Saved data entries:
=== Begin Enclosure ===
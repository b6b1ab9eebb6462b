//! Profile command handlers.

use anyhow::{Context, Result, bail};
use marquee_core::config::Config;
use marquee_core::services::CatalogClient;
use marquee_core::types::{MovieId, Rating};
use marquee_core::validate;
use tracing::debug;

use super::{Clients, read_password_with_confirmation};

/// Lists a user's ratings, newest first, with catalog titles.
pub async fn show(config: &Config, user_id: Option<&str>) -> Result<()> {
    let clients = Clients::from_config(config)?;

    let (heading, user_id, session) = if let Some(id) = user_id {
        // Optional: a session only widens what the row API returns.
        let session = clients.recall.recall().await.into_session();
        (id.to_string(), id.to_string(), session)
    } else {
        let session = clients.require_session().await?;
        let user = clients
            .services
            .auth
            .current_user(&session.access_token)
            .await
            .context("load current user")?
            .context("Not signed in. The remembered session is no longer valid.")?;
        let heading = user.email.clone().unwrap_or_else(|| user.id.clone());
        (heading, user.id, Some(session))
    };

    let ratings = clients
        .services
        .rows
        .ratings_for_user(session.as_ref(), &user_id)
        .await
        .with_context(|| format!("load ratings for {user_id}"))?;

    println!("Profile: {heading}");
    println!("Ratings submitted: {}", ratings.len());
    if ratings.is_empty() {
        println!("No ratings yet.");
        return Ok(());
    }

    println!();
    for rating in &ratings {
        let title = movie_title(&clients.services.catalog, rating.movie_id).await;
        println!("{}", profile_line(rating, &title));
    }
    Ok(())
}

/// Catalog title, or the bare id when the lookup fails.
async fn movie_title(catalog: &CatalogClient, movie_id: MovieId) -> String {
    match catalog.details(movie_id).await {
        Ok(details) => details.title,
        Err(err) => {
            debug!(movie_id, "title lookup failed: {err}");
            movie_id.to_string()
        }
    }
}

fn profile_line(rating: &Rating, title: &str) -> String {
    let mut line = format!("{:>2}/10  {title}", rating.rating);
    if let Some(at) = rating.created_at {
        line.push_str(&format!("  {}", at.format("%Y-%m-%d")));
    }
    let review = rating.review.trim();
    if !review.is_empty() {
        line.push_str(&format!("\n       {review}"));
    }
    line
}

pub async fn set(config: &Config, username: Option<&str>, avatar_url: Option<&str>) -> Result<()> {
    let username = username.map(str::trim).filter(|u| !u.is_empty());
    let avatar_url = avatar_url.map(str::trim).filter(|a| !a.is_empty());
    if username.is_none() && avatar_url.is_none() {
        bail!("Nothing to update. Pass --username and/or --avatar-url.");
    }

    let clients = Clients::from_config(config)?;
    let session = clients.require_session().await?;

    let user = clients
        .services
        .auth
        .update_profile(&session.access_token, username, avatar_url)
        .await
        .context("update account metadata")?;
    clients
        .services
        .rows
        .upsert_profile(&session, username, avatar_url)
        .await
        .context("update profile row")?;

    println!("Profile updated for {}", user.display_name());
    Ok(())
}

pub async fn password(config: &Config) -> Result<()> {
    let (password, confirm) = read_password_with_confirmation()?;
    validate::new_password(&password, &confirm, config.auth.min_password_len)?;

    let clients = Clients::from_config(config)?;
    let session = clients.require_session().await?;
    clients
        .services
        .auth
        .update_password(&session.access_token, &password)
        .await
        .context("change password")?;

    println!("Password changed.");
    Ok(())
}
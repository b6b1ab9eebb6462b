//! Catalog command handlers.

use anyhow::{Context, Result};
use marquee_core::config::Config;
use marquee_core::services::{Services, average_score};
use marquee_core::types::{CatalogMovie, MovieId};

pub async fn popular(config: &Config) -> Result<()> {
    let services = Services::from_config(config).context("configure services")?;
    let movies = services
        .catalog
        .popular()
        .await
        .context("load popular movies")?;
    print_movies(&movies, "No popular movies right now.");
    Ok(())
}

pub async fn search(config: &Config, query: &str) -> Result<()> {
    let query = query.trim();
    let services = Services::from_config(config).context("configure services")?;
    let movies = services
        .catalog
        .search(query)
        .await
        .with_context(|| format!("search for '{query}'"))?;
    print_movies(&movies, &format!("No movies match '{query}'."));
    Ok(())
}

pub async fn show(config: &Config, id: MovieId) -> Result<()> {
    let services = Services::from_config(config).context("configure services")?;
    let (details, ratings) = tokio::join!(
        services.catalog.details(id),
        services.rows.ratings_for_movie(None, id),
    );
    let details = details.with_context(|| format!("load movie {id}"))?;

    match details.release_date.as_deref().and_then(|d| d.get(..4)) {
        Some(year) => println!("{} ({year})", details.title),
        None => println!("{}", details.title),
    }
    if !details.genres.is_empty() {
        println!("{}", details.genres.join(", "));
    }
    println!();
    if !details.synopsis.is_empty() {
        println!("{}", details.synopsis);
        println!();
    }
    if !details.cast.is_empty() {
        println!("Cast:    {}", details.cast.join(", "));
    }
    if let Some(trailer) = details.trailer_url() {
        println!("Trailer: {trailer}");
    }
    println!(
        "Poster:  {}",
        services
            .catalog
            .image_url(details.poster_path.as_deref(), "w500")
    );

    // Ratings are optional; the details above are still useful without them.
    match ratings {
        Ok(ratings) => match average_score(&ratings) {
            Some(avg) => println!("Rating:  {avg:.1}/10 from {} review(s)", ratings.len()),
            None => println!("Rating:  no reviews yet"),
        },
        Err(err) => println!("Rating:  unavailable ({err})"),
    }
    Ok(())
}

fn print_movies(movies: &[CatalogMovie], empty: &str) {
    if movies.is_empty() {
        println!("{empty}");
        return;
    }
    for movie in movies {
        println!("{}", movie_line(movie));
    }
}

fn movie_line(movie: &CatalogMovie) -> String {
    let mut line = format!("{:>8}  {}", movie.id, movie.title);
    if let Some(year) = movie.year() {
        line.push_str(&format!(" ({year})"));
    }
    if let Some(vote) = movie.vote_average.filter(|v| *v > 0.0) {
        line.push_str(&format!("  ★ {vote:.1}"));
    }
    line
}

#[cfg(test)]
mod tests {
    use super::*;

    fn movie(vote: Option<f32>, release: Option<&str>) -> CatalogMovie {
        CatalogMovie {
            id: 603,
            title: "The Matrix".to_string(),
            poster_path: None,
            overview: String::new(),
            release_date: release.map(str::to_string),
            vote_average: vote,
        }
    }

    #[test]
    fn test_movie_line_includes_year_and_score() {
        let line = movie_line(&movie(Some(8.2), Some("1999-03-30")));
        assert_eq!(line, "     603  The Matrix (1999)  ★ 8.2");
    }

    #[test]
    fn test_movie_line_skips_unknown_fields() {
        let line = movie_line(&movie(Some(0.0), None));
        assert_eq!(line, "     603  The Matrix");
    }
}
=== End Enclosure ===
Exercise:
Beginning at the first line of the records, retype exactly every line up to and including the one with "async fn movie_title(catalog: &CatalogClient, movie_id: MovieId)".

Written response:
repository b6b1ab9eebb6462b
//! Profile command handlers.

use anyhow::{Context, Result, bail};
use marquee_core::config::Config;
use marquee_core::services::CatalogClient;
use marquee_core::types::{MovieId, Rating};
use marquee_core::validate;
use tracing::debug;

use super::{Clients, read_password_with_confirmation};

/// Lists a user's ratings, newest first, with catalog titles.
pub async fn show(config: &Config, user_id: Option<&str>) -> Result<()> {
    let clients = Clients::from_config(config)?;

    let (heading, user_id, session) = if let Some(id) = user_id {
        // Optional: a session only widens what the row API returns.
        let session = clients.recall.recall().await.into_session();
        (id.to_string(), id.to_string(), session)
    } else {
        let session = clients.require_session().await?;
        let user = clients
            .services
            .auth
            .current_user(&session.access_token)
            .await
            .context("load current user")?
            .context("Not signed in. The remembered session is no longer valid.")?;
        let heading = user.email.clone().unwrap_or_else(|| user.id.clone());
        (heading, user.id, Some(session))
    };

    let ratings = clients
        .services
        .rows
        .ratings_for_user(session.as_ref(), &user_id)
        .await
        .with_context(|| format!("load ratings for {user_id}"))?;

    println!("Profile: {heading}");
    println!("Ratings submitted: {}", ratings.len());
    if ratings.is_empty() {
        println!("No ratings yet.");
        return Ok(());
    }

    println!();
    for rating in &ratings {
        let title = movie_title(&clients.services.catalog, rating.movie_id).await;
        println!("{}", profile_line(rating, &title));
    }
    Ok(())
}

/// Catalog title, or the bare id when the lookup fails.
async fn movie_title(catalog: &CatalogClient, movie_id: MovieId) -> String {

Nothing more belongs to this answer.